> [WHAT YOU HAVE TO DO] All of the data below should be written out exactly.

> [SOURCE DATA]
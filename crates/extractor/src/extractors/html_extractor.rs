use super::block::{Block, has_class};
use super::preprocessor::Preprocessor;
use crate::canonical::models::QuestionRecord;
use crate::canonical::store;
use crate::error::{ExtractorError, Result};
use scraper::{ElementRef, Html, Selector};
use std::path::Path;
use std::sync::LazyLock;

static PARAGRAPH: LazyLock<Selector> = LazyLock::new(|| selector("p"));
static LIST_ITEM: LazyLock<Selector> = LazyLock::new(|| selector("li"));
static TABLE_ROW: LazyLock<Selector> = LazyLock::new(|| selector("tr"));
static TABLE_CELL: LazyLock<Selector> = LazyLock::new(|| selector("td"));

fn selector(css: &str) -> Selector {
    Selector::parse(css).expect("static selector is valid")
}

/// Class names that mark answers and explanations in a saved exam page.
#[derive(Debug, Clone)]
pub struct ExtractionRules {
    pub correct_marker: String,
    pub explanation_tag: String,
    pub explanation_markers: Vec<String>,
}

impl ExtractionRules {
    pub fn is_correct(&self, item: ElementRef<'_>) -> bool {
        has_class(item, &self.correct_marker)
    }

    /// An explanation box is an `explanation_tag` element carrying every configured marker.
    pub fn is_explanation(&self, element: ElementRef<'_>) -> bool {
        element.value().name() == self.explanation_tag
            && !self.explanation_markers.is_empty()
            && self
                .explanation_markers
                .iter()
                .all(|marker| has_class(element, marker))
    }
}

impl Default for ExtractionRules {
    fn default() -> Self {
        Self {
            correct_marker: "correct_answer".to_string(),
            explanation_tag: "div".to_string(),
            explanation_markers: vec!["message_box".to_string(), "success".to_string()],
        }
    }
}

#[derive(Debug, Clone, Default)]
pub struct HtmlExtractor {
    rules: ExtractionRules,
}

impl HtmlExtractor {
    pub fn new(rules: ExtractionRules) -> Self {
        Self { rules }
    }

    /// Reads and extracts a saved exam page. A missing file is reported and
    /// yields no questions instead of an error.
    pub async fn extract_from_file(&self, path: impl AsRef<Path>) -> Result<Vec<QuestionRecord>> {
        match Preprocessor::read_html(path.as_ref()).await {
            Ok(html) => Ok(self.extract_from_html(&html)),
            Err(ExtractorError::NotFound(path)) => {
                tracing::error!("Error: File {} not found.", path.display());
                Ok(Vec::new())
            }
            Err(e) => Err(e),
        }
    }

    pub fn extract_from_html(&self, html: &str) -> Vec<QuestionRecord> {
        tracing::info!("Starting HTML extraction ({} bytes)", html.len());

        let document = Html::parse_document(html);
        let mut questions = Vec::new();

        for paragraph in document.select(&PARAGRAPH) {
            let text = Preprocessor::normalized_text(paragraph);
            if !Preprocessor::is_question_start(&text) {
                continue;
            }

            let mut record = QuestionRecord::new(text);
            self.scan_siblings(paragraph, &mut record);

            tracing::debug!(
                "Question {}: {} option(s), {} correct, {}",
                record.question_number,
                record.options.len(),
                record.correct_answers.len(),
                record.r#type.as_str()
            );
            questions.push(record);
        }

        tracing::info!("Extraction complete: {} question(s)", questions.len());
        questions
    }

    /// Extracts `input` and writes the JSON array to `output` when anything was found.
    pub async fn extract_and_save(
        &self,
        input: impl AsRef<Path>,
        output: impl AsRef<Path>,
    ) -> Result<Vec<QuestionRecord>> {
        let questions = self.extract_from_file(input).await?;

        if !questions.is_empty() {
            store::save_questions(&questions, output.as_ref()).await?;
        }

        Ok(questions)
    }

    /// Walks the siblings after a question paragraph until the next question starts.
    fn scan_siblings(&self, paragraph: ElementRef<'_>, record: &mut QuestionRecord) {
        for element in paragraph.next_siblings().filter_map(ElementRef::wrap) {
            match Block::classify(element, &self.rules) {
                Block::QuestionStart => break,
                Block::OptionList(list) => self.collect_options(list, record),
                Block::MatchingTable(table) => collect_matching_rows(table, record),
                Block::Explanation(container) => {
                    record.set_explanation(Preprocessor::normalized_text(container));
                }
                Block::Other => {}
            }
        }
    }

    fn collect_options(&self, list: ElementRef<'_>, record: &mut QuestionRecord) {
        for item in list.select(&LIST_ITEM) {
            let text = Preprocessor::normalized_text(item);
            record.push_option(text, self.rules.is_correct(item));
        }
    }
}

fn collect_matching_rows(table: ElementRef<'_>, record: &mut QuestionRecord) {
    record.mark_matching();

    for row in table.select(&TABLE_ROW) {
        let row_text = row
            .select(&TABLE_CELL)
            .map(Preprocessor::normalized_text)
            .collect::<Vec<_>>()
            .join(" : ");

        if !row_text.is_empty() {
            record.push_matching_row(row_text);
        }
    }
}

> [SOLVED PROBLEM]
filename crates/extractor/src/extractors/html_extractor.rs
use super::block::{Block, has_class};
use super::preprocessor::Preprocessor;
use crate::canonical::models::QuestionRecord;
use crate::canonical::store;
use crate::error::{ExtractorError, Result};
use scraper::{ElementRef, Html, Selector};
use std::path::Path;
use std::sync::LazyLock;

static PARAGRAPH: LazyLock<Selector> = LazyLock::new(|| selector("p"));
static LIST_ITEM: LazyLock<Selector> = LazyLock::new(|| selector("li"));
static TABLE_ROW: LazyLock<Selector> = LazyLock::new(|| selector("tr"));
static TABLE_CELL: LazyLock<Selector> = LazyLock::new(|| selector("td"));

fn selector(css: &str) -> Selector {
    Selector::parse(css).expect("static selector is valid")
}

/// Class names that mark answers and explanations in a saved exam page.
#[derive(Debug, Clone)]
pub struct ExtractionRules {
    pub correct_marker: String,
    pub explanation_tag: String,
    pub explanation_markers: Vec<String>,
}

impl ExtractionRules {
    pub fn is_correct(&self, item: ElementRef<'_>) -> bool {
        has_class(item, &self.correct_marker)
    }

    /// An explanation box is an `explanation_tag` element carrying every configured marker.
    pub fn is_explanation(&self, element: ElementRef<'_>) -> bool {
        element.value().name() == self.explanation_tag
            && !self.explanation_markers.is_empty()
            && self
                .explanation_markers
                .iter()
                .all(|marker| has_class(element, marker))
    }
}

impl Default for ExtractionRules {
    fn default() -> Self {
        Self {
            correct_marker: "correct_answer".to_string(),
            explanation_tag: "div".to_string(),
            explanation_markers: vec!["message_box".to_string(), "success".to_string()],
        }
    }
}

#[derive(Debug, Clone, Default)]
pub struct HtmlExtractor {
    rules: ExtractionRules,
}

impl HtmlExtractor {
    pub fn new(rules: ExtractionRules) -> Self {
        Self { rules }
    }

    /// Reads and extracts a saved exam page. A missing file is reported and
    /// yields no questions instead of an error.
    pub async fn extract_from_file(&self, path: impl AsRef<Path>) -> Result<Vec<QuestionRecord>> {
        match Preprocessor::read_html(path.as_ref()).await {
            Ok(html) => Ok(self.extract_from_html(&html)),
            Err(ExtractorError::NotFound(path)) => {
                tracing::error!("Error: File {} not found.", path.display());
                Ok(Vec::new())
            }
            Err(e) => Err(e),
        }
    }

    pub fn extract_from_html(&self, html: &str) -> Vec<QuestionRecord> {
        tracing::info!("Starting HTML extraction ({} bytes)", html.len());

        let document = Html::parse_document(html);
        let mut questions = Vec::new();

        for paragraph in document.select(&PARAGRAPH) {
            let text = Preprocessor::normalized_text(paragraph);
            if !Preprocessor::is_question_start(&text) {
                continue;
            }

            let mut record = QuestionRecord::new(text);
            self.scan_siblings(paragraph, &mut record);

            tracing::debug!(
                "Question {}: {} option(s), {} correct, {}",
                record.question_number,
                record.options.len(),
                record.correct_answers.len(),
                record.r#type.as_str()
            );
            questions.push(record);
        }

        tracing::info!("Extraction complete: {} question(s)", questions.len());
        questions
    }

    /// Extracts `input` and writes the JSON array to `output` when anything was found.
    pub async fn extract_and_save(
        &self,
        input: impl AsRef<Path>,
        output: impl AsRef<Path>,
    ) -> Result<Vec<QuestionRecord>> {
        let questions = self.extract_from_file(input).await?;

        if !questions.is_empty() {
            store::save_questions(&questions, output.as_ref()).await?;
        }

        Ok(questions)
    }

    /// Walks the siblings after a question paragraph until the next question starts.
    fn scan_siblings(&self, paragraph: ElementRef<'_>, record: &mut QuestionRecord) {
        for element in paragraph.next_siblings().filter_map(ElementRef::wrap) {
            match Block::classify(element, &self.rules) {
                Block::QuestionStart => break,
                Block::OptionList(list) => self.collect_options(list, record),
                Block::MatchingTable(table) => collect_matching_rows(table, record),
                Block::Explanation(container) => {
                    record.set_explanation(Preprocessor::normalized_text(container));
                }
                Block::Other => {}
            }
        }
    }

    fn collect_options(&self, list: ElementRef<'_>, record: &mut QuestionRecord) {
        for item in list.select(&LIST_ITEM) {
            let text = Preprocessor::normalized_text(item);
            record.push_option(text, self.rules.is_correct(item));
        }
    }
}

fn collect_matching_rows(table: ElementRef<'_>, record: &mut QuestionRecord) {
    record.mark_matching();

    for row in table.select(&TABLE_ROW) {
        let row_text = row
            .select(&TABLE_CELL)
            .map(Preprocessor::normalized_text)
            .collect::<Vec<_>>()
            .join(" : ");

        if !row_text.is_empty() {
            record.push_matching_row(row_text);
        }
    }
}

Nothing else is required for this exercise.